Tuesday, July 19, 2005

DOJ Appeals Tobacco Suit Ruling to Supreme Court

The Department of Justice yesterday appealed to the Supreme Court the D.C. Circuit Court of Appeals' decision limiting remedies in DOJ's lawsuit against the tobacco companies. If the Supreme Court decides to hear the case and then overturns the appellate court decision, it would then allow the Department to seek disgorgement of past tobacco industry profits (valued at $280 billion) as a remedy in its RICO-based lawsuit, as well as to seek other "backwards-looking" remedies, including requiring the tobacco companies to pay for a public anti-smoking media campaign and for a national smoking cessation program (valued at $130 billion).

A decision by the Supreme Court on whether to hear the appeal is not expected until fall 2005, and if the case is heard, it is unlikely to be heard until spring 2006, with a final decision issued no earlier than June 2006.

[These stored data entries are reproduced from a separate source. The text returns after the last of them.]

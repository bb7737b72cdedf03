//! The single host-facing dispatch entry point.
//!
//! # Responsibilities
//! - Install the host context for the duration of the request
//! - Replay the raw request through the embedded framework's own routing
//! - Convert every failure (error or panic) into a fixed 500 response
//!
//! # Design Decisions
//! - One value per bridge, created at construction; clones share it
//! - This is the bridge's only error boundary; nothing is retried
//! - Failure details go to the log, never to the client

use std::any::Any;
use std::panic::AssertUnwindSafe;
use std::sync::Arc;
use std::time::Instant;

use axum::body::Body;
use axum::http::{header, HeaderValue, Request, Response, StatusCode};
use futures_util::FutureExt;

use crate::framework::{context, EmbeddedFramework};
use crate::host::HostContext;
use crate::observability::metrics;

/// Fixed body of the failure response.
pub const FAILURE_BODY: &str = "Internal Server Error";

/// Host-facing function that hands a request to the embedded framework.
#[derive(Clone)]
pub struct DispatchEntryPoint {
    inner: Arc<Inner>,
}

struct Inner {
    framework: Arc<dyn EmbeddedFramework>,
}

impl DispatchEntryPoint {
    pub(crate) fn new(framework: Arc<dyn EmbeddedFramework>) -> Self {
        Self {
            inner: Arc::new(Inner { framework }),
        }
    }

    /// Dispatch `request` through the embedded framework under `ctx`.
    pub async fn call(&self, ctx: HostContext, request: Request<Body>) -> Response<Body> {
        let start = Instant::now();
        let request_id = ctx.request_id.clone();
        let method = ctx.method.to_string();

        let outcome = AssertUnwindSafe(context::scope(ctx, self.inner.framework.handle(request)))
            .catch_unwind()
            .await;

        let failure = match outcome {
            Ok(Ok(response)) => {
                metrics::record_dispatch(&method, response.status().as_u16(), start);
                return response;
            }
            Ok(Err(e)) => e.to_string(),
            Err(panic) => format!("handler panicked: {}", panic_message(&*panic)),
        };

        tracing::error!(request_id = %request_id, error = %failure, "Dispatch failed");
        metrics::record_dispatch_failure();
        metrics::record_dispatch(&method, StatusCode::INTERNAL_SERVER_ERROR.as_u16(), start);
        failure_response()
    }

    /// True when both values are clones of one entry point.
    pub fn same_as(&self, other: &DispatchEntryPoint) -> bool {
        Arc::ptr_eq(&self.inner, &other.inner)
    }
}

impl std::fmt::Debug for DispatchEntryPoint {
    fn fmt(&self, f: &mut std::fmt::Formatter<'_>) -> std::fmt::Result {
        f.debug_struct("DispatchEntryPoint").finish_non_exhaustive()
    }
}

/// The response every dispatch failure is converted to.
pub fn failure_response() -> Response<Body> {
    let mut response = Response::new(Body::from(FAILURE_BODY));
    *response.status_mut() = StatusCode::INTERNAL_SERVER_ERROR;
    response.headers_mut().insert(
        header::CONTENT_TYPE,
        HeaderValue::from_static("text/plain; charset=utf-8"),
    );
    response
}

fn panic_message(panic: &(dyn Any + Send)) -> &str {
    panic
        .downcast_ref::<&str>()
        .copied()
        .or_else(|| panic.downcast_ref::<String>().map(String::as_str))
        .unwrap_or("unknown panic")
}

In commenting on the development, the Campaign for Tobacco-Free Kids stated: "Regardless of the outcome of this appeal, we believe the government and the judge still have a wide range of remedies available to them, including properly funded tobacco cessation and public education programs..."

The Rest of the Story

There are a number of important implications of the Department of Justice's decision to appeal to the Supreme Court:
  • First, it heads off criticism by anti-smoking organizations that Bush administration political appointees had taken over the case and were attempting to destroy it in order to protect tobacco companies. Failing to appeal the case would have been a sure way to destory any potential for monetary remedies in the case.
  • Second, it heads off, at least temporarily, a settlement of the case. There is now no reason for the Department to settle the case, at least until the Supreme Court makes a decision about whether to hear the appeal.
  • Third, it most likely will allow Judge Kessler to hold off on issuing any decision in the case until after the resolution of this appeal.
  • Fourth, it extends the length of the case substantially, assuming there is no premature settlement. The Supreme Court will not issue its decision about whether to hear the appeal until at least this fall, and if heard, the case would not be decided until next summer.
Surprisingly, it appears that despite the appeal, the Campaign for Tobacco-Free Kids is still pretending that the appeallate court decision does not exist, as it continues to argue that backwards-looking monetary remedies designed as a remedy for past industry misconduct -- such as requiring the industry to fund public anti-smoking campaigns or smoking cessation programs for current smokers -- would be allowable under the law even if the DOJ's appeal is not heard or not decided in the Department's favor.

The fact that the Department of Justice is now taking the appropriate legal steps is apparently not enough to focus the anti-smoking movement's attention on what is appropriate under the law, rather than on how much money they can obtain for their causes.